One of the most important financial literacy lessons you can teach young people is how to deal with banks.

Banks are in retailing more than anything else. They sell financial products and services and compete hard for business. If you don't like the deal one is offering, try another. Also, banks don't have a policy of putting the interests of customers first. The point of being a bank is to make money for shareholders and this they do with great success. If bank shareholders and customers can both be happy, then great. If not, then shareholders come first.

Managing a relationship with a bank is one of the topics that Globe and Mail personal finance editor Roma Luciw and I will discuss at the financial literacy sessions we're holding at East Coast universities this week. With financial support from the non-profit Canadian Foundation for Economic Education, we're visiting Mount Allison, Saint Mary's, Acadia, Mount Saint Vincent and Dalhousie.

Our message to students is that banks aren't your friend, and neither are they your enemy. They're companies you do business with and that means you have to have to go in prepared to defend your own interests.

Student bank accounts are a great example of how you have to stay sharp when dealing with banks. No question, banks want to be seen as being supportive of students. While seniors don't usually qualify for automatic free banking any more, no-cost accounts are widely available for high school, college and university students.

So one account is as good as another, right? No way. While there are many student accounts that offer unlimited transactions at no cost, there are still a few from the big banks that charge fees once you exceed a preset number of debits, bill payments or withdrawals.

For example, both the TD Every Day Chequing Account With Student Discount and RBC Student Banking Account offer 25 free transactions a month. After that, the TD account charges $1.25 a transaction and the RBC account charges $1. Twenty-five debits a month may sound like plenty, but my sense from looking at how my 19-year-old and 22-year-old sons bank is that many students will go over that.

Young people have a responsibility to monitor their own banking habits, which means regularly checking account statements online to see what fees, if any, have been charged. Banks cannot be counted on to alert a young client that he or she is racking up extra charges in a student account. In fact, it's in a bank's interest not to do so. Those extra fees are bonus revenue that helps feed profits and, in turn, dividends paid to shareholders.

Students should bank for nothing – banks have plenty of opportunities to make money off them through student lines of credit and, later on in life, mortgages and investments. If students do incur fees, the next step is to find out how to avoid them. At RBC, for example, there's a student account with unlimited transactions that costs an excessively high $10.95 a month. If you raise this with an RBC banker, you'll find that fee can be waived if you have an active credit card and active investments with the bank.

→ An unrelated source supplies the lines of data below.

//! CLI command implementations.

pub mod checkout;
pub mod config;
pub mod orders;
pub mod preview;
pub mod products;

use clap::{Args, Subcommand};

/// Arguments for the products command.
#[derive(Args)]
pub struct ProductsArgs {
    /// Only show this brand.
    #[arg(short, long)]
    pub brand: Option<String>,

    /// Only show products whose name or brand contains this text.
    #[arg(short, long)]
    pub search: Option<String>,
}

/// Arguments for the orders command.
#[derive(Args)]
pub struct OrdersArgs {
    /// Show only the last N orders.
    #[arg(short, long)]
    pub limit: Option<usize>,
}

/// Arguments for the checkout command.
#[derive(Args)]
pub struct CheckoutArgs {
    /// Cart file: JSON array of `{"id": 101, "size": "M", "qty": 2}`.
    #[arg(long)]
    pub cart: String,

    /// Delivery address.
    #[arg(short, long, default_value = "")]
    pub address: String,

    /// Payment method (defaults to the configured default).
    #[arg(short, long, default_value = "")]
    pub payment: String,

    /// Skip confirmation prompt.
    #[arg(short, long)]
    pub yes: bool,

    /// Build and show the request without sending it.
    #[arg(long)]
    pub dry_run: bool,
}

/// Arguments for the preview command.
#[derive(Args)]
pub struct PreviewArgs {
    /// Output HTML file.
    #[arg(short, long, default_value = "preview.html")]
    pub out: String,

    /// Read products from a JSON file instead of the server.
    #[arg(long)]
    pub catalog: Option<String>,

    /// Prefill the cart from a cart file.
    #[arg(long)]
    pub cart: Option<String>,
}

/// Arguments for the config command.
#[derive(Args)]
pub struct ConfigArgs {
    #[command(subcommand)]
    pub command: ConfigCommand,
}

#[derive(Subcommand)]
pub enum ConfigCommand {
    /// Show current configuration.
    Show,
    /// Write a default shop.toml.
    Init {
        /// Force overwrite existing config.
        #[arg(short, long)]
        force: bool,
    },
    /// Validate the config file.
    Validate,
}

I'm coming around to the view that students should have a credit card (let me know if I should explore this in a future column), but expecting students to also have investments is harsh. There are plenty of other banks and credit unions out there with student accounts that offer no-cost unlimited transactions with zero conditions.

For example, Bank of Nova Scotia's Student Banking Advantage Plan and Canadian Imperial Bank of Commerce's Advantage for Students both offer unlimited debit transactions at no cost. The country's two online-only banks, Tangerine and President's Choice Financial, have unlimited no-fee chequing accounts for all clients, and a growing number of credit unions are offering them as well.

A recent Ipsos survey found one area where there is no generational divide: 82 per cent of millennials have never dealt with a company that is not a financial giant for banking and investing services, compared with 83 per cent for baby boomers. Sticking with the big banks is like only shopping at malls. Financial literacy at any age means being a smarter consumer than that.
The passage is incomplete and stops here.